Verdun, ou l'identité diffractée

Nous avons, de plus en plus, l'art des polémiques enflammées sur des sujets relativement dérisoires.

Toute l'affaire du concert annoncé du rappeur français Black M lors des commémorations de Verdun en est un bon exemple. Je préfère préciser, en préambule, que je n'ai pas vraiment d'opinion concernant les commémorations militaires ou historiques, et que les chansons de Black M, dans le meilleur des cas, m'indiffèrent : c'est, à mon sens, un artiste d'une très grande médiocrité.

 

Son concert a donc fini par être annulé, suite à un mouvement lancé par le groupuscule d'extrême droite Fdesouche et repris à hauts cris par le FN. Même si ceux qui se sont également opposés à ce concert se scandalisent d'être associés à la “fachosphère”, je n'ai pas vraiment entendu, pour ma part, d'autre argument que ceux de l'extrême droite, pour laquelle, en résumant à gros traits, Black M est illégitime car il n'est pas patriote. Toujours pour résumer, c'est lui faire un bien grand honneur de dire que certains de ses textes sont anticolonialistes, mais enfin, on peut dire que, pour un rappeur pas très raffiné des années 2010, ça se rapproche de ça. 

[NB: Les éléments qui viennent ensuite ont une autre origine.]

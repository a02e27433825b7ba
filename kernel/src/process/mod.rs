//! Process management
//!
//! Descriptors, the pool that owns them, pid lookup and the fork/exit/wait
//! lifecycle.

mod lifecycle;
mod manager;
pub mod pid_index;
pub mod pool;
pub mod proc;

pub use lifecycle::{CopyDst, CopySrc};
pub use manager::{ProcInfo, ProcTable};
pub use proc::{Proc, ProcName, ProcState, Slot, WaitChannel};
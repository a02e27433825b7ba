//! Process core configuration
//!
//! Compile-time limits plus the runtime `ProcConfig` handed to
//! `ProcTable::new`.

use nos_api::{Error, Result};
use static_assertions::const_assert;

// ============================================================================
// Constants
// ============================================================================

/// Maximum number of live processes
pub const NPROC: usize = 64;

/// Maximum number of CPUs supported
pub const NCPU: usize = 8;

/// Buckets in the pid index
pub const PID_BUCKETS: usize = 64;

/// Open files per process
pub const NOFILE: usize = 16;

/// Bytes in a process name
pub const PROC_NAME_LEN: usize = 16;

const_assert!(NPROC > 0);
const_assert!(NCPU > 0);
const_assert!(PROC_NAME_LEN >= "initcode".len());

// ============================================================================
// Types
// ============================================================================

/// Which ready queue a process that becomes runnable is placed on
#[derive(Debug, Clone, Copy, PartialEq, Eq, Default)]
pub enum Placement {
    /// The queue of the CPU executing the enqueue
    LocalCpu,
    /// The shortest queue, ties going to the executing CPU
    #[default]
    LeastLoaded,
}

/// Runtime configuration of the process table
#[derive(Debug, Clone, Copy, PartialEq, Eq)]
pub struct ProcConfig {
    /// Cap on descriptors that are not `Unused`
    pub max_procs: usize,
    /// Number of CPUs running the scheduler loop
    pub ncpu: usize,
    /// Buckets in the pid index
    pub pid_buckets: usize,
    /// Ready-queue placement policy
    pub placement: Placement,
}

impl Default for ProcConfig {
    fn default() -> Self {
        Self {
            max_procs: NPROC,
            ncpu: NCPU,
            pid_buckets: PID_BUCKETS,
            placement: Placement::default(),
        }
    }
}

impl ProcConfig {
    pub fn with_max_procs(mut self, max_procs: usize) -> Self {
        self.max_procs = max_procs;
        self
    }

    pub fn with_ncpu(mut self, ncpu: usize) -> Self {
        self.ncpu = ncpu;
        self
    }

    pub fn with_pid_buckets(mut self, pid_buckets: usize) -> Self {
        self.pid_buckets = pid_buckets;
        self
    }

    pub fn with_placement(mut self, placement: Placement) -> Self {
        self.placement = placement;
        self
    }

    /// Reject configurations the table cannot run with
    pub fn validate(&self) -> Result<()> {
        if self.max_procs == 0 {
            return Err(Error::InvalidArgument("max_procs must be non-zero"));
        }
        if self.ncpu == 0 {
            return Err(Error::InvalidArgument("ncpu must be non-zero"));
        }
        if self.pid_buckets == 0 {
            return Err(Error::InvalidArgument("pid_buckets must be non-zero"));
        }
        Ok(())
    }
}
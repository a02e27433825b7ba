//! Memory management types

use bitflags::bitflags;

/// Bytes per page
pub const PAGE_SIZE: usize = 4096;

/// One beyond the highest user-visible virtual address.
///
/// Sv39 allows 39 bits; one bit less is used so that addresses never
/// need sign extension.
pub const MAXVA: usize = 1 << (9 + 9 + 9 + 12 - 1);

/// Trampoline page, mapped at the top of every address space
pub const TRAMPOLINE: usize = MAXVA - PAGE_SIZE;

/// Per-process trap frame page, just below the trampoline
pub const TRAPFRAME: usize = TRAMPOLINE - PAGE_SIZE;

/// Round a byte count up to a whole number of pages
#[inline]
pub const fn page_round_up(sz: usize) -> usize {
    (sz + PAGE_SIZE - 1) & !(PAGE_SIZE - 1)
}

/// Physical address
#[derive(Debug, Clone, Copy, PartialEq, Eq, PartialOrd, Ord, Hash)]
#[repr(transparent)]
pub struct PhysAddr(pub usize);

impl PhysAddr {
    /// Physical address of a kernel page (the kernel is identity mapped)
    #[inline]
    pub fn from_ptr<T>(ptr: *const T) -> Self {
        Self(ptr as usize)
    }

    /// Raw address value
    #[inline]
    pub const fn as_usize(self) -> usize {
        self.0
    }
}

bitflags! {
    /// Page-table entry permission bits
    #[derive(Debug, Clone, Copy, PartialEq, Eq, Hash)]
    pub struct PteFlags: usize {
        /// Valid
        const V = 1 << 0;
        /// Readable
        const R = 1 << 1;
        /// Writable
        const W = 1 << 2;
        /// Executable
        const X = 1 << 3;
        /// Accessible from user mode
        const U = 1 << 4;
    }
}
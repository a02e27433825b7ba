//! Platform umbrella trait

use crate::arch::Arch;
use crate::fs::FileOps;
use crate::memory::{AddressSpaceOps, KernelMemory};

/// Everything the process core needs from the machine and the rest of the
/// kernel
pub trait Platform: Arch + KernelMemory + AddressSpaceOps + FileOps + Send + Sync + 'static {}

impl<T> Platform for T where T: Arch + KernelMemory + AddressSpaceOps + FileOps + Send + Sync + 'static {}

On l'a bien compris, le fond de l'affaire est ailleurs : pour nombre de nos compatriotes, y compris ceux qui se pensent "de gauche" (et le sont sans doute sur bien des sujets), la première guerre mondiale est une affaire de soldats blancs tués par d'autres soldats blancs, et une commémoration digne ne peut commettre d'anachronisme musical en incluant un concert de rap. Si le concert annoncé avait été de Lorie, Christophe Maé, Mireille Mathieu ou Florent Pagny — pour citer quatre artistes tout aussi lamentables que Black M — il n'y aurait pas eu de polémique. C'est donc que le problème n'était pas la “dignité des commémorations” comme on a tenté de nous le faire accroire.

Quel est le seul argument de la pétition que relayaient encore hier certaines de mes connaissances “de gauche” ? Le voici : « Black M s'est illustré dans ses chansons par un grand mépris pour notre beau pays, scandant: "La France, ce pays de Kouffars (mécréants)"». Personnellement, j'en ai toujours tenu pour Les patriotes de Brassens et Charlie Hebdo, ce qui signifie que je suis opposé à toute forme de patriotisme, de sorte que je vois mal comment j'aurais pu signer une pétition qui oppose notre “beau pays” à l'un de ses citoyens. Que des gens de gauche la relaient et la signent en dit long sur la fameuse lepénisation des esprits.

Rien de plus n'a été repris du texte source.